Critique musicale : 'Gonzales Cantata' démissionné de l'American Opera Theatre

Un opéra sur la politique n'est pas nécessairement un opéra politique : plutôt que de créer une protestation, certaines de ces productions voilent leur critique derrière une bande de gentillesse.

C'est le cas de 'Nixon in China' de John Adams, qui a été diffusé dans une émission haute définition du Metropolitan Opera ce week-end, et qui transforme Dick et Pat Nixon en American Everymen bien intentionnés pris dans des événements mondiaux au-delà de leur compréhension. C'est également vrai pour « The Gonzales Cantata », que l'American Opera Theatre a mis en scène au Baltimore Theatre Project, en collaboration avec le conservatoire Peabody et le Handel Choir de Baltimore, au cours des deux derniers week-ends. Cette pièce transforme la figure de l'ancien procureur général Alberto Gonzales en un agneau sacrificiel.

On ne sait pas très bien ce que la compositrice Melissa Dunphy avait l'intention de faire lorsqu'elle a mis en musique les transcriptions des audiences du Congrès de 2007 sur le limogeage de sept avocats américains. Intelligente, certainement, était son idée de se tourner vers un style haendélien, en utilisant les conventions musicales du XVIIIe siècle pour transmettre les conventions et les formes du protocole politique américain du XVIIIe siècle (bien que son tic de mettre la musique en pause sur des dissonances enceintes, comme un coup de coude audible aux côtes, un peu vieux). Elle a encore plus renversé l'arène politique dominée par les hommes en faisant jouer tous les personnages masculins par des femmes - ce qui fait également de la pièce un choix pratique pour les écoles de musique, où les voix féminines ont tendance à dominer. (Gonzales a été chanté par Molly Young, qui avait une belle petite voix à la crème, jolie mais trop souple ; c'est plein de promesses si elle apprend à mieux la supporter.)



La configuration était donc bonne et le réalisateur Timothy Nelson, fondateur d'AOT, a ouvert avec des touches burlesques appropriées. Après que les sénateurs soient entrés en file indienne, le dernier se précipite en retard et se heurte à celui qui lui fait face, déclenchant un effet domino. Ils se mirent à hurler et à gesticuler comme les personnages d'un opéra léger de Gilbert & Sullivan.

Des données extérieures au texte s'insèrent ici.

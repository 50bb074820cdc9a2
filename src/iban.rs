use crate::checksum::{encode_alphanumeric, mod97_check};
use crate::country::{self, CountryFormat, COUNTRY_FORMATS};
use crate::error::{too_short, ValidationError};
use crate::normalize::{mask_middle, normalize_if};
use std::collections::BTreeMap;

pub const MIN_IBAN_INPUT: usize = 2;

/// How strictly the cleaned length is held against the registry.
#[derive(Debug, Clone, Copy, PartialEq, Eq, Default)]
pub enum LengthPolicy {
    /// Only reject IBANs shorter than the registered length.
    Minimum,
    /// Length must equal the registered length.
    #[default]
    Exact,
    /// Exact length and every BBAN character in its pattern's class.
    Structural,
}

#[derive(Debug, Clone, PartialEq, Eq)]
pub struct IbanParts {
    pub country_code: String,
    pub check_digits: String,
    pub bban: String,
}

/// Outcome of one IBAN validation.
#[derive(Debug, Clone, PartialEq, Eq)]
pub struct IbanRecord {
    pub raw: String,
    /// Cleaned, not rearranged.
    pub normalized: String,
    /// Only set for a valid IBAN.
    pub parts: Option<IbanParts>,
    pub error: Option<ValidationError>,
}

impl IbanRecord {
    pub fn is_valid(&self) -> bool {
        self.error.is_none()
    }

    pub fn into_result(self) -> Result<Self, ValidationError> {
        match self.error.clone() {
            Some(err) => Err(err),
            None => Ok(self),
        }
    }
}

/// Validates an IBAN under [`LengthPolicy::Exact`].
pub fn validate_iban(raw: &str, cleanup: bool) -> IbanRecord {
    validate_iban_with(raw, cleanup, LengthPolicy::default())
}

pub fn validate_iban_with(raw: &str, cleanup: bool, policy: LengthPolicy) -> IbanRecord {
    let normalized = normalize_if(raw, cleanup);
    let outcome = check_iban(&normalized, policy);
    if let Err(err) = &outcome {
        log::debug!("IBAN {} rejected: {}", mask_iban(&normalized), err.kind());
    }
    IbanRecord {
        raw: raw.to_string(),
        parts: outcome.as_ref().ok().cloned(),
        error: outcome.err(),
        normalized,
    }
}

/// Country code, check digits and the last four characters stay readable.
fn mask_iban(value: &str) -> String {
    mask_middle(value, 4, 4)
}

fn check_iban(clean: &str, policy: LengthPolicy) -> Result<IbanParts, ValidationError> {
    let length = clean.chars().count();
    if let Some(err) = too_short(length, MIN_IBAN_INPUT) {
        return Err(err);
    }

    let country_code: String = clean.chars().take(2).collect();
    let format = country::lookup(&country_code).ok_or_else(|| ValidationError::CountryUnknown {
        country: country_code.clone(),
    })?;

    check_length(format, clean, length, policy)?;

    let header: String = clean.chars().take(4).collect();
    let body: String = clean.chars().skip(4).collect();

    let rearranged = format!("{}{}", body, header);
    let encoded = encode_alphanumeric(&rearranged).map_err(|err| match err {
        ValidationError::MalformedCharacter {
            character,
            position,
        } => ValidationError::MalformedCharacter {
            character,
            position: (position + 4) % length,
        },
        other => other,
    })?;

    if !mod97_check(&encoded) {
        return Err(ValidationError::ChecksumMismatch);
    }

    Ok(IbanParts {
        country_code,
        check_digits: header.chars().skip(2).collect(),
        bban: body,
    })
}

fn check_length(
    format: &CountryFormat,
    clean: &str,
    length: usize,
    policy: LengthPolicy,
) -> Result<(), ValidationError> {
    let mismatch = match policy {
        LengthPolicy::Minimum => length < format.total_length,
        LengthPolicy::Exact | LengthPolicy::Structural => length != format.total_length,
    };
    if mismatch {
        return Err(ValidationError::LengthMismatch {
            country: format.country_code.to_string(),
            expected: format.total_length,
            actual: length,
        });
    }

    if policy == LengthPolicy::Structural {
        let bban: String = clean.chars().skip(4).collect();
        if let Some((position, character)) = format.bban.first_mismatch(&bban) {
            return Err(ValidationError::MalformedCharacter {
                character,
                position: position + 4,
            });
        }
    }
    Ok(())
}

/// Countries whose IBAN could carry `raw` as its body.
///
/// The body is read as a bare BBAN, as check digits followed by a BBAN, or
/// as a complete IBAN with its own country code. A bare BBAN fitting a
/// country's pattern is a candidate; the other two forms must also pass
/// mod-97 with that country. Each candidate maps to the IBAN it implies. An
/// empty map means nothing fits.
pub fn guess_iban_country(raw: &str, cleanup: bool) -> BTreeMap<String, String> {
    let body = normalize_if(raw, cleanup);
    let mut candidates = BTreeMap::new();
    if body.chars().count() < MIN_IBAN_INPUT {
        return candidates;
    }

    for country in COUNTRY_FORMATS
        .iter()
        .filter(|format| format.bban.matches(&body))
        .map(|format| format.country_code)
    {
        candidates.insert(country.to_string(), format!("{}{}", country, body));
    }

    if let Some(format) = country::prefixed_format(&body) {
        if validate_iban(&body, false).is_valid() {
            candidates.insert(format.country_code.to_string(), body.clone());
        }
    }

    let check_digits = body.get(..2).filter(|cd| cd.chars().all(|ch| ch.is_ascii_digit()));
    if let (Some(_), Some(bban)) = (check_digits, body.get(2..)) {
        for country in country::guess_countries(bban) {
            let candidate = format!("{}{}", country, body);
            if validate_iban(&candidate, false).is_valid() {
                candidates.insert(country.to_string(), candidate);
            }
        }
    }

    log::debug!(
        "IBAN body {} fits {} country(ies)",
        mask_iban(&body),
        candidates.len()
    );
    candidates
}

#[cfg(test)]
mod tests {
    use super::*;

    #[test]
    fn valid_gb_iban_with_cleanup() {
        let record = validate_iban("GB82 WEST 1234 5698 7654 32", true);
        assert!(record.is_valid());
        assert_eq!(record.normalized, "GB82WEST12345698765432");
        let parts = record.parts.expect("parts");
        assert_eq!(parts.country_code, "GB");
        assert_eq!(parts.check_digits, "82");
        assert_eq!(parts.bban, "WEST12345698765432");
    }

    #[test]
    fn altered_digit_fails_checksum() {
        let record = validate_iban("GB82 WEST 1234 6698 7654 32", true);
        assert_eq!(record.normalized, "GB82WEST12346698765432");
        assert_eq!(record.error, Some(ValidationError::ChecksumMismatch));
        assert!(record.parts.is_none());
    }

    #[test]
    fn unknown_country() {
        let record = validate_iban("ZZ123", false);
        assert_eq!(
            record.error,
            Some(ValidationError::CountryUnknown {
                country: "ZZ".to_string()
            })
        );
        assert_eq!(record.normalized, "ZZ123");
    }

    #[test]
    fn too_short_input() {
        let record = validate_iban(" - ", true);
        assert_eq!(
            record.error,
            Some(ValidationError::InputTooShort {
                length: 0,
                minimum: 2
            })
        );
    }

    #[test]
    fn without_cleanup_lowercase_is_unknown_country() {
        let record = validate_iban("gb82west12345698765432", false);
        assert!(matches!(
            record.error,
            Some(ValidationError::CountryUnknown { .. })
        ));
    }

    #[test]
    fn short_iban_is_length_mismatch_under_every_policy() {
        for policy in [
            LengthPolicy::Minimum,
            LengthPolicy::Exact,
            LengthPolicy::Structural,
        ] {
            let record = validate_iban_with("GB82WEST1234569876543", false, policy);
            assert_eq!(
                record.error,
                Some(ValidationError::LengthMismatch {
                    country: "GB".to_string(),
                    expected: 22,
                    actual: 21
                })
            );
        }
    }

    #[test]
    fn over_long_iban_depends_on_policy() {
        // GB + correct check digits for an over-long BBAN.
        let bban = "WEST123456987654320";
        let check = crate::checksum::iban_check_digits("GB", bban).unwrap();
        let iban = format!("GB{}{}", check, bban);

        let minimum = validate_iban_with(&iban, false, LengthPolicy::Minimum);
        assert!(minimum.is_valid());

        let exact = validate_iban_with(&iban, false, LengthPolicy::Exact);
        assert!(matches!(
            exact.error,
            Some(ValidationError::LengthMismatch {
                expected: 22,
                actual: 23,
                ..
            })
        ));
    }

    #[test]
    fn structural_policy_checks_bban_classes() {
        // Valid checksum but a digit where GB expects a letter.
        let bban = "W3ST12345698765432";
        let check = crate::checksum::iban_check_digits("GB", bban).unwrap();
        let iban = format!("GB{}{}", check, bban);

        assert!(validate_iban_with(&iban, false, LengthPolicy::Exact).is_valid());
        assert_eq!(
            validate_iban_with(&iban, false, LengthPolicy::Structural).error,
            Some(ValidationError::MalformedCharacter {
                character: '3',
                position: 5
            })
        );
    }

    #[test]
    fn malformed_character_position_is_in_normalized_iban() {
        let record = validate_iban("GB82WEST1234569876543/", false);
        assert_eq!(
            record.error,
            Some(ValidationError::MalformedCharacter {
                character: '/',
                position: 21
            })
        );
    }

    #[test]
    fn accepts_austrian_iban_with_separators() {
        let record = validate_iban("AT61 1904 3002 3457 3201", true);
        assert!(record.is_valid());
        assert_eq!(record.parts.unwrap().bban, "1904300234573201");
    }

    #[test]
    fn guess_from_bare_bban() {
        let guesses = guess_iban_country("3-456.789-0123.45678", true);
        assert_eq!(guesses.get("AT").map(String::as_str), Some("AT3456789012345678"));
        assert!(guesses.contains_key("LT"));
    }

    #[test]
    fn guess_from_check_digits_and_bban() {
        let guesses = guess_iban_country("82WEST12345698765432", false);
        assert_eq!(
            guesses.get("GB").map(String::as_str),
            Some("GB82WEST12345698765432")
        );
        // IE shares the shape, but the check digits only hold for GB.
        assert!(!guesses.contains_key("IE"));
    }

    #[test]
    fn guess_from_full_iban() {
        let guesses = guess_iban_country("GB82 WEST 1234 5698 7654 32", true);
        assert_eq!(
            guesses.get("GB").map(String::as_str),
            Some("GB82WEST12345698765432")
        );

        let guesses = guess_iban_country("AT611904300234573201", false);
        assert_eq!(
            guesses.get("AT").map(String::as_str),
            Some("AT611904300234573201")
        );
    }

    #[test]
    fn guess_skips_prefixed_body_with_bad_check_digits() {
        // Right shape for AT, wrong check digits.
        let guesses = guess_iban_country("AT621904300234573201", false);
        assert!(!guesses.contains_key("AT"));
    }

    #[test]
    fn masked_iban_keeps_header_and_tail() {
        assert_eq!(mask_iban("GB82WEST12345698765432"), "GB82**************5432");
    }

    #[test]
    fn guess_nothing_fits() {
        assert!(guess_iban_country("12", false).is_empty());
        assert!(guess_iban_country("X", false).is_empty());
    }

    #[test]
    fn into_result_matches_error() {
        assert!(validate_iban("GB82WEST12345698765432", false)
            .into_result()
            .is_ok());
        assert_eq!(
            validate_iban("ZZ", false).into_result().unwrap_err().kind(),
            "country_unknown"
        );
    }
}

Mais la pièce semblait n'avoir aucune idée de l'endroit où elle voulait aller. Dunphy s'est tellement préoccupée des questions de forme qu'elle en a négligé le contenu. Une audience du Congrès représente, par sa nature, un groupe contre un individu, et c'est devenu le message majeur de la pièce, avec Gonzales comme variante du saint fou, victimisé par la foule. Le point était obscur - la politique américaine est-elle mauvaise pour les individus ? Gonzales a été injustement persécuté ? Des groupes se liguent contre des personnes plus faibles qu'eux ? - et aurait pu être fait tout aussi bien à propos de n'importe quelle audience du Congrès. Vous pouvez échanger les joueurs de baseball qui ont témoigné sur l'utilisation de stéroïdes avec le même effet.

Dans une note de programme, Nelson a affirmé que la force de la pièce est qu'il ne s'agit pas vraiment de Gonzales. Mais cela ne nous laisse aucun message. Interprétée comme une cantate, cette pièce peut être une diversion amusante ; mis en scène comme un opéra, il révèle ses carences dramatiques et perd un peu de son humour loufoque.

Beaucoup plus de succès, même en tant que théâtre politique, fut « Didon et Énée » de Purcell, présenté comme la seconde moitié du programme double. Sans imposer de scénario contemporain explicite à un opéra vieux de 300 ans, il a fait avancer la pièce de manière transparente dans le temps, décrivant Dido comme une femme névrosée déchirée par ses propres angoisses dans un décor vaguement années 1940. (Emily Noel était une humaine, émouvante Dido.)

La production était la première de Nelson lorsqu'il a commencé l'American Opera Theatre il y a sept ans, et il y avait de bonnes raisons de la ramener dans la dernière saison de la compagnie : cela montrait que vous n'avez pas besoin d'un gros budget ou de ressources, ou de chanteurs professionnels, pour créer du théâtre. qui parle fortement à un public moderne.